Because they are, apparently, morons.
Hopefully, you’ve never had to get a copy of your medical records. They’re yours, and yours for the asking, but in this day and age of HMOs and PPOs and feedlot-style health care providers, you have to find just the right department and pay a small processing fee in order to get them. To obtain a letter written by your doctor should be easier, if he or she has the time, but in my case the doctor in question is a colleague of my usual GP, who was on vacation the day of my visit, and so I was bounced around from office to office until someone figured out who needed to write exactly what on my behalf and then where to send it.
By the time I made all of the phone calls and got all of the paperwork, I’d also applied and been approved for health insurance from a different company. Yay!
Today, I called my “old” provider and requested that my insurance be cancelled, effective immediately. When asked why, I explained that I didn’t like having to jump through all of these hoops to prove that I didn’t have the chronic condition they were accusing me of. The rep apologized, and then informed me that I can’t cancel over the phone. I have to fill out a form. A-ha! More hoops! To speed things up, he can email me the form. Well, that’s a relief! Also, I confirmed that I can return the form via email as well, although the rep seemed astonished that not only do I not personally have a fax machine, but I also haven’t worked in any office with a fax machine in a number of years. Because this isn’t 2001.

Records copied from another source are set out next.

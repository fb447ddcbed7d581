mod cli;
mod commands;
mod config;
mod error;
mod logging;
mod utils;

use crate::cli::{Cli, Commands};
use crate::error::Result;
use clap::Parser;
use tracing::{debug, error, info};

fn main() {
    if let Err(e) = run_app() {
        eprintln!("\n❌ Error: {}", e);
        std::process::exit(1);
    }
}

fn run_app() -> Result<()> {
    let cli = Cli::parse();
    logging::setup_logging(cli.verbose, cli.quiet, cli.log_file.clone())?;

    info!("🚀 qprm CLI v{} starting up.", env!("CARGO_PKG_VERSION"));
    debug!("Full CLI arguments parsed: {:?}", &cli);

    let command_result = match cli.command {
        Commands::Convert(args) => {
            info!("Dispatching to 'convert' command.");
            commands::convert::run(args)
        }
        Commands::Show(args) => {
            info!("Dispatching to 'show' command.");
            commands::show::run(args)
        }
    };

    match &command_result {
        Ok(_) => info!("✅ Command completed successfully."),
        Err(e) => error!("❌ Command failed: {}", e),
    }
    command_result
}
use crate::cli::ShowArgs;
use crate::config::PartialConversionConfig;
use crate::error::Result;
use qprm::core::params::ParamClass;
use qprm::core::store::ParameterStore;
use qprm::workflows::convert;
use tracing::info;

pub fn run(args: ShowArgs) -> Result<()> {
    let partial_config = PartialConversionConfig::load(&args.inputs)?;
    let mut config = partial_config.merge_with_cli(&args.inputs, None)?;
    config.output = None;

    let outcome = convert::run(&config)?;
    let store = outcome.repository.store();
    info!("Loaded {} parameters.", store.len());

    print!("{}", summary(store));

    if args.print {
        println!();
        print!("{}", outcome.repository.to_prm_string());
    }
    Ok(())
}

fn summary(store: &ParameterStore) -> String {
    let scaling = store.ff_type().scaling_14();
    let mut lines = vec![
        format!("Force field: {}", store.ff_type()),
        format!(
            "1-4 scaling: electrostatic {:.4}, vdW {:.4}",
            scaling.electrostatic, scaling.vdw
        ),
        format!("{:<20} {:>8}", "options", store.options().len()),
    ];
    for class in ParamClass::ALL {
        lines.push(format!("{:<20} {:>8}", class.name(), store.class_len(class)));
    }
    lines.push(format!("{:<20} {:>8}", "total", store.len()));
    lines.join("\n") + "\n"
}
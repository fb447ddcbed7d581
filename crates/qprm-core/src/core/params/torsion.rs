use super::error::ParamError;
use super::identity::{is_wildcard, tokens, torsion_id};
use super::record::Parameter;
use super::normalize_comment;

/// Two multiplicities closer than this are considered equal.
const MULTIPLICITY_TOLERANCE: f64 = 1e-7;

/// One component of a torsion's Fourier expansion,
/// `E = k/paths · (1 + cos(n·φ - φ0))`.
#[derive(Debug, Clone, Copy, PartialEq)]
pub struct FourierTerm {
    pub force_constant: f64,
    pub multiplicity: f64,
    /// φ0 in degrees.
    pub phase: f64,
    pub paths: f64,
}

impl FourierTerm {
    pub fn new(force_constant: f64, multiplicity: f64, phase: f64, paths: f64) -> Self {
        Self {
            force_constant,
            multiplicity,
            phase,
            paths,
        }
    }

    fn has_symmetric_phase(&self) -> bool {
        self.phase.abs() < MULTIPLICITY_TOLERANCE
            || (self.phase - 180.0).abs() < MULTIPLICITY_TOLERANCE
    }
}

/// A proper torsion: four atom types and a set of Fourier terms with pairwise distinct
/// multiplicities.
///
/// A torsion is generic when any of its atom types is the wildcard `?`.
#[derive(Debug, Clone, PartialEq)]
pub struct TorsionParam {
    identity: String,
    atom_types: [String; 4],
    terms: Vec<FourierTerm>,
    comment: Option<String>,
}

impl TorsionParam {
    pub fn new(atom_types: [&str; 4]) -> Self {
        let identity = torsion_id(atom_types);
        Self {
            atom_types: tokens(&identity),
            identity,
            terms: Vec::new(),
            comment: None,
        }
    }

    pub fn with_comment(mut self, comment: impl Into<String>) -> Self {
        self.comment = normalize_comment(comment);
        self
    }

    pub fn atom_types(&self) -> &[String; 4] {
        &self.atom_types
    }

    pub fn is_generic(&self) -> bool {
        self.atom_types.iter().any(|t| is_wildcard(t))
    }

    /// Adds a Fourier term, keeping the terms sorted by multiplicity.
    ///
    /// When the phase is 0° or 180° the sign of the multiplicity carries no meaning and the
    /// absolute value is stored, so that sign noise in older parameter sets does not show up
    /// as a conflict.
    ///
    /// # Errors
    ///
    /// Returns [`ParamError::DuplicateMultiplicity`] if a term with the same absolute
    /// multiplicity is already present.
    pub fn add_term(&mut self, term: FourierTerm) -> Result<(), ParamError> {
        let magnitude = term.multiplicity.abs();
        if self
            .terms
            .iter()
            .any(|t| (t.multiplicity.abs() - magnitude).abs() < MULTIPLICITY_TOLERANCE)
        {
            return Err(ParamError::DuplicateMultiplicity {
                identity: self.identity.clone(),
                multiplicity: magnitude,
            });
        }

        let mut term = term;
        if term.has_symmetric_phase() {
            term.multiplicity = magnitude;
        }
        let position = self
            .terms
            .partition_point(|t| t.multiplicity <= term.multiplicity);
        self.terms.insert(position, term);
        Ok(())
    }

    /// Terms in ascending order of multiplicity.
    pub fn terms(&self) -> &[FourierTerm] {
        &self.terms
    }
}

impl Parameter for TorsionParam {
    fn identity(&self) -> &str {
        &self.identity
    }

    fn value_repr(&self) -> String {
        let join = |values: Vec<String>, sep: &str| values.join(sep);
        let fcs = join(
            self.terms
                .iter()
                .map(|t| format!("{:.4}", t.force_constant))
                .collect(),
            ", ",
        );
        let mults = join(
            self.terms
                .iter()
                .map(|t| format!("{:.1}", t.multiplicity))
                .collect(),
            ",",
        );
        let phases = join(
            self.terms.iter().map(|t| format!("{:.1}", t.phase)).collect(),
            ",",
        );
        let paths = join(
            self.terms.iter().map(|t| format!("{:.1}", t.paths)).collect(),
            ",",
        );
        format!(
            "fcs=({}), multiplicities=({}), phi0=({}), npaths=({})",
            fcs, mults, phases, paths
        )
    }

    fn comment(&self) -> Option<&str> {
        self.comment.as_deref()
    }
}
#[cfg(test)]
mod tests {
    use super::*;
    use crate::core::params::ParamError;
    use crate::core::policy::ErrorPolicy;
    use std::io::Cursor;

    const PARM: &str = "\
AMBER test parameter set
C  12.01         0.616       sp2 C carbonyl group
CT 12.01         0.878       sp3 aliphatic C
HC 1.008         0.135       H aliph. bond. to C without electrwd. group
O  16.00         0.434       carbonyl group oxygen
N  14.01         0.530       sp2 nitrogen in amide groups
C* 12.01         0.360       sp2 arom. 5 memb.ring w/1 subst. (TRP)

C  H  HO HS HW
CT-HC  340.0    1.090       changed from 331 bsd on NMA nmodes; AA, SUGARS
C -O   570.0    1.229       JCC,7,(1986),230; AA,CYT,GUA,THY,URA

HC-CT-HC    35.0      109.50    AA, SUGARS
C*-CT-HC    50.0      109.50    changed based on NMA nmodes

X -C -N -X    4   10.00       180.0             2.         AA,NMA
CT-CT-OS-CT   1    0.383        0.0            -3.
CT-CT-OS-CT   1    0.1          180.0           2.         Junmei et al, 1999
HC-CT-CT-HC   1    0.15         0.0             3.         Junmei et al, 1999

X -O -C -X          10.5         180.          2.           JCC,7,(1986),230

  HW  OW  0000.     0000.  4.  flag for fast water

C   CT
HC

MOD4      RE
  C           1.9080  0.0860             OPLS
  HC          1.4870  0.0157             OPLS
  C*          1.9080  0.0860             cp C DU

END
";

    fn read_parm(content: &str, policy: ErrorPolicy) -> Result<ParsedParameters, ReadError> {
        let ctx = ReadContext::new(ForceFieldType::Amber, policy);
        AmberParmFile::read_from(&mut Cursor::new(content), &ctx)
    }

    #[test]
    fn reads_masses_with_star_renamed() {
        let parsed = read_parm(PARM, ErrorPolicy::Strict).unwrap();
        assert_eq!(parsed.masses.len(), 6);
        assert_eq!(parsed.masses["Cstar"], 12.01);
        assert_eq!(parsed.masses["HC"], 1.008);
    }

    #[test]
    fn doubles_bond_and_angle_force_constants() {
        let parsed = read_parm(PARM, ErrorPolicy::Strict).unwrap();
        assert_eq!(parsed.bonds.len(), 2);
        assert_eq!(parsed.bonds[0].identity(), "CT HC");
        assert_eq!(parsed.bonds[0].force_constant, 680.0);
        assert_eq!(parsed.bonds[0].r0, 1.09);
        assert_eq!(parsed.angles[1].identity(), "Cstar CT HC");
        assert_eq!(parsed.angles[1].force_constant, 100.0);
    }

    #[test]
    fn groups_torsion_terms_only_after_negative_multiplicity() {
        let parsed = read_parm(PARM, ErrorPolicy::Strict).unwrap();
        assert_eq!(parsed.torsions.len(), 3);

        let generic = &parsed.torsions[0];
        assert_eq!(generic.identity(), "? C N ?");
        assert!(generic.is_generic());
        assert_eq!(generic.terms()[0].force_constant, 10.0);
        assert_eq!(generic.terms()[0].paths, 4.0);

        let ether = &parsed.torsions[1];
        assert_eq!(ether.identity(), "CT CT OS CT");
        let mults: Vec<f64> = ether.terms().iter().map(|t| t.multiplicity).collect();
        assert_eq!(mults, vec![2.0, 3.0]);
    }

    #[test]
    fn improper_center_is_the_third_atom() {
        let parsed = read_parm(PARM, ErrorPolicy::Strict).unwrap();
        assert_eq!(parsed.impropers.len(), 1);
        assert_eq!(parsed.impropers[0].center(), "C");
        assert_eq!(parsed.impropers[0].identity(), "? C O ?");
    }

    #[test]
    fn nonbonded_parameters_are_copied_to_equivalent_types() {
        let parsed = read_parm(PARM, ErrorPolicy::Strict).unwrap();
        let names: Vec<&str> = parsed.atom_types.iter().map(|a| a.name()).collect();
        assert_eq!(names, vec!["C", "CT", "HC", "Cstar"]);

        let ct = &parsed.atom_types[1];
        assert_eq!(ct.mass, Some(12.01));
        assert_eq!(
            ct.lj,
            LennardJones::Arithmetic {
                r_min: 1.908,
                epsilon: 0.086
            }
        );
    }

    #[test]
    fn nonbonded_type_without_mass_is_a_missing_cross_reference() {
        let content =
            "title\nC  12.01\n\nskip\n\n\n\n\nskip\nskip\n\nMOD4      RE\n  OW  1.7683  0.1520\n";
        let err = read_parm(content, ErrorPolicy::Strict).unwrap_err();
        assert!(matches!(err, ReadError::MissingCrossReference { line: 13, .. }));
    }

    #[test]
    fn masses_from_the_context_resolve_nonbonded_types() {
        let mut masses = MassTable::new();
        masses.insert("OW".to_string(), 16.0);
        let ctx = ReadContext::new(ForceFieldType::Amber, ErrorPolicy::Strict).with_masses(&masses);
        let content = "title\nMASS\n\nBOND\n\nANGL\n\nDIHE\n\nIMPR\n\nNONB\n  OW  1.7683  0.1520\n";

        let parsed = AmberFrcmodFile::read_from(&mut Cursor::new(content), &ctx).unwrap();
        assert_eq!(parsed.atom_types.len(), 1);
        assert_eq!(parsed.atom_types[0].mass, Some(16.0));
        assert!(parsed.masses.is_empty());
    }

    #[test]
    fn parm_mass_conflict_follows_the_policy() {
        let content = "title\nC  12.01\nC  13.00\n";
        assert!(matches!(
            read_parm(content, ErrorPolicy::Strict),
            Err(ReadError::MassConflict { line: 3, .. })
        ));

        let parsed = read_parm(content, ErrorPolicy::Relaxed).unwrap();
        assert_eq!(parsed.masses["C"], 13.0);
    }

    #[test]
    fn frcmod_mass_conflict_is_always_fatal() {
        let mut masses = MassTable::new();
        masses.insert("CT".to_string(), 12.01);
        let ctx =
            ReadContext::new(ForceFieldType::Amber, ErrorPolicy::Relaxed).with_masses(&masses);
        let content = "title\nMASS\nCT  14.00\n";
        let err = AmberFrcmodFile::read_from(&mut Cursor::new(content), &ctx).unwrap_err();
        assert!(matches!(err, ReadError::MassConflict { .. }));
    }

    #[test]
    fn frcmod_reads_all_blocks() {
        let content = "\
Remark line goes here
MASS
OS 16.00       0.465       ether and ester oxygen

BOND
CT-OS  320.0    1.410       JCC,7,(1986),230; AA

ANGL
CT-OS-CT    60.0      109.50    AA

DIHE
CT-OS-CT-CT   1    0.383        0.0            -3.
CT-OS-CT-CT   1    0.1          180.0           2.

IMPR

NONB
  OS          1.6837  0.1700             OPLS ether
";
        let mut masses = MassTable::new();
        masses.insert("CT".to_string(), 12.01);
        let ctx = ReadContext::new(ForceFieldType::Amber, ErrorPolicy::Strict).with_masses(&masses);
        let parsed = AmberFrcmodFile::read_from(&mut Cursor::new(content), &ctx).unwrap();

        assert_eq!(parsed.masses.len(), 1);
        assert_eq!(parsed.bonds[0].force_constant, 640.0);
        assert_eq!(parsed.angles[0].force_constant, 120.0);
        assert_eq!(parsed.torsions.len(), 1);
        assert_eq!(parsed.torsions[0].terms().len(), 2);
        assert_eq!(parsed.atom_types[0].name(), "OS");
        assert_eq!(parsed.atom_types[0].mass, Some(16.0));
    }

    #[test]
    fn frcmod_blocks_may_be_omitted_or_reordered() {
        let ctx = ReadContext::new(ForceFieldType::Amber, ErrorPolicy::Strict);
        let content = "title\nBOND\nCT-OS  320.0    1.410\n\n\nMASS\nOS 16.00\n";
        let parsed = AmberFrcmodFile::read_from(&mut Cursor::new(content), &ctx).unwrap();
        assert_eq!(parsed.bonds.len(), 1);
        assert_eq!(parsed.bonds[0].identity(), "CT OS");
        assert_eq!(parsed.masses.get("OS"), Some(&16.0));
    }

    #[test]
    fn frcmod_rejects_unknown_keywords() {
        let ctx = ReadContext::new(ForceFieldType::Amber, ErrorPolicy::Strict);
        let content = "title\nMASS\nOS 16.00\n\nHBON\n";
        let err = AmberFrcmodFile::read_from(&mut Cursor::new(content), &ctx).unwrap_err();
        assert!(matches!(
            err,
            ReadError::UnknownSection { line: 5, ref name } if name == "HBON"
        ));
    }

    #[test]
    fn frcmod_may_end_after_any_block() {
        let ctx = ReadContext::new(ForceFieldType::Amber, ErrorPolicy::Strict);
        let content = "title\nMASS\nOS 16.00\n\nBOND\nCT-OS  320.0    1.410\n";
        let parsed = AmberFrcmodFile::read_from(&mut Cursor::new(content), &ctx).unwrap();
        assert_eq!(parsed.bonds.len(), 1);
        assert!(parsed.angles.is_empty());
    }

    #[test]
    fn improper_with_unsupported_multiplicity_is_rejected() {
        let ctx = ReadContext::new(ForceFieldType::Amber, ErrorPolicy::Strict);
        let content = "t\nMASS\n\nBOND\n\nANGL\n\nDIHE\n\nIMPR\nX -O -C -X          10.5         180.          3.\n";
        let err = AmberFrcmodFile::read_from(&mut Cursor::new(content), &ctx).unwrap_err();
        assert!(matches!(
            err,
            ReadError::Param {
                source: ParamError::UnsupportedMultiplicity { .. },
                ..
            }
        ));
    }

    #[test]
    fn amber_formats_require_an_amber_parameter_set() {
        let ctx = ReadContext::new(ForceFieldType::OplsAa, ErrorPolicy::Strict);
        let err = AmberParmFile::read_from(&mut Cursor::new(PARM), &ctx).unwrap_err();
        assert!(matches!(
            err,
            ReadError::UnsupportedForceField {
                ff_type: ForceFieldType::OplsAa,
                ..
            }
        ));
    }

    #[test]
    fn malformed_column_is_a_parse_error() {
        let content = "title\nCT 12.01\n\n\nCT-HC  abc      1.090\n";
        let err = read_parm(content, ErrorPolicy::Strict).unwrap_err();
        assert!(matches!(err, ReadError::Parse { line: 5, .. }));
    }
}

A couple of hours later, I received the email. It contained not the form in question, but an attached HTML document which I was instructed to download and open. I did, and was directed to a secure Web page that required me to create a password- and secret-phrase-protected account which I then had to sign in to in order to get to the page where I could finally download the Disenrollment Form. The Disenrollment (is that even a word?) Form which contains precisely zero personal information. Not an address, not a member number. Not even my name. And therefore, requires precisely zero security.
It’s as though they’re BEGGING me to leave.